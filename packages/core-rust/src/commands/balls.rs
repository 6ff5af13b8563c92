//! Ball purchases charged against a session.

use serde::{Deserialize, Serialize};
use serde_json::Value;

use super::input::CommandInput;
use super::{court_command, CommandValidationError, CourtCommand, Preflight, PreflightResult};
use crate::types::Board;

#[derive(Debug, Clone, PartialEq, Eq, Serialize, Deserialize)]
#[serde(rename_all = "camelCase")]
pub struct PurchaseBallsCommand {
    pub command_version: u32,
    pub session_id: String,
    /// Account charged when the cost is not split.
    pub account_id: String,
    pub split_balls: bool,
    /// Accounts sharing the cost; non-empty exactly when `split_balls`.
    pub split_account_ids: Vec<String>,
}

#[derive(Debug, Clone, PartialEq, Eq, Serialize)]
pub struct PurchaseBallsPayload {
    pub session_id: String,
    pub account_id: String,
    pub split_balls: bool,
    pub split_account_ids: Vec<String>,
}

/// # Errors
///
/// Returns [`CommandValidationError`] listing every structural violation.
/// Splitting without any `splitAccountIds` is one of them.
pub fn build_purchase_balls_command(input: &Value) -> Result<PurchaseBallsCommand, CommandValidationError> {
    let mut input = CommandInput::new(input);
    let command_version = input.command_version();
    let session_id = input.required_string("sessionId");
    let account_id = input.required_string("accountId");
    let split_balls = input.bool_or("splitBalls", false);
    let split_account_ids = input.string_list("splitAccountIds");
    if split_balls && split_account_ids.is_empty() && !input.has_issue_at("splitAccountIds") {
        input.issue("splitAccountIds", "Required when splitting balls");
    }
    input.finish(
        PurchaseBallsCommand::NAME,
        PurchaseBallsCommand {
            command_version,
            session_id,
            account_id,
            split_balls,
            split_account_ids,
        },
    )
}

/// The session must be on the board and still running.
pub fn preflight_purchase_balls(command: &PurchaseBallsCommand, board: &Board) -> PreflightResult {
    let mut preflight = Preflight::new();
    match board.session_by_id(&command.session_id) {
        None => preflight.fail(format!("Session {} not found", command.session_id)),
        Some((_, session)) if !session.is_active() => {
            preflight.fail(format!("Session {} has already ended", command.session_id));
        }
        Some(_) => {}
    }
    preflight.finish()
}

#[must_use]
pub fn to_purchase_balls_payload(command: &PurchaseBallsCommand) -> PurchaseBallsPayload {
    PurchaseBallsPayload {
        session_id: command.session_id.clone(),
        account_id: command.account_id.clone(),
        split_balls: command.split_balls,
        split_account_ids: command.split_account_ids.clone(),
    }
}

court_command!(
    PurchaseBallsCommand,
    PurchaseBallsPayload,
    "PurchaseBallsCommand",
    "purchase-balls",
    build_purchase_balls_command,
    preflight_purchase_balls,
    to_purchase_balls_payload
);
# # # # # # #
WHAT THE TASK REQUIRES -
Output should match, line for line, the stretch of the material above from the line holding "#[derive(Debug, Clone, PartialEq, Eq, Serialize, Deserialize)]" through the line holding "if split_balls &&".

SOLUTION BELOW -
#[derive(Debug, Clone, PartialEq, Eq, Serialize, Deserialize)]
#[serde(rename_all = "camelCase")]
pub struct PurchaseBallsCommand {
    pub command_version: u32,
    pub session_id: String,
    /// Account charged when the cost is not split.
    pub account_id: String,
    pub split_balls: bool,
    /// Accounts sharing the cost; non-empty exactly when `split_balls`.
    pub split_account_ids: Vec<String>,
}

#[derive(Debug, Clone, PartialEq, Eq, Serialize)]
pub struct PurchaseBallsPayload {
    pub session_id: String,
    pub account_id: String,
    pub split_balls: bool,
    pub split_account_ids: Vec<String>,
}

/// # Errors
///
/// Returns [`CommandValidationError`] listing every structural violation.
/// Splitting without any `splitAccountIds` is one of them.
pub fn build_purchase_balls_command(input: &Value) -> Result<PurchaseBallsCommand, CommandValidationError> {
    let mut input = CommandInput::new(input);
    let command_version = input.command_version();
    let session_id = input.required_string("sessionId");
    let account_id = input.required_string("accountId");
    let split_balls = input.bool_or("splitBalls", false);
    let split_account_ids = input.string_list("splitAccountIds");
    if split_balls && split_account_ids.is_empty() && !input.has_issue_at("splitAccountIds") {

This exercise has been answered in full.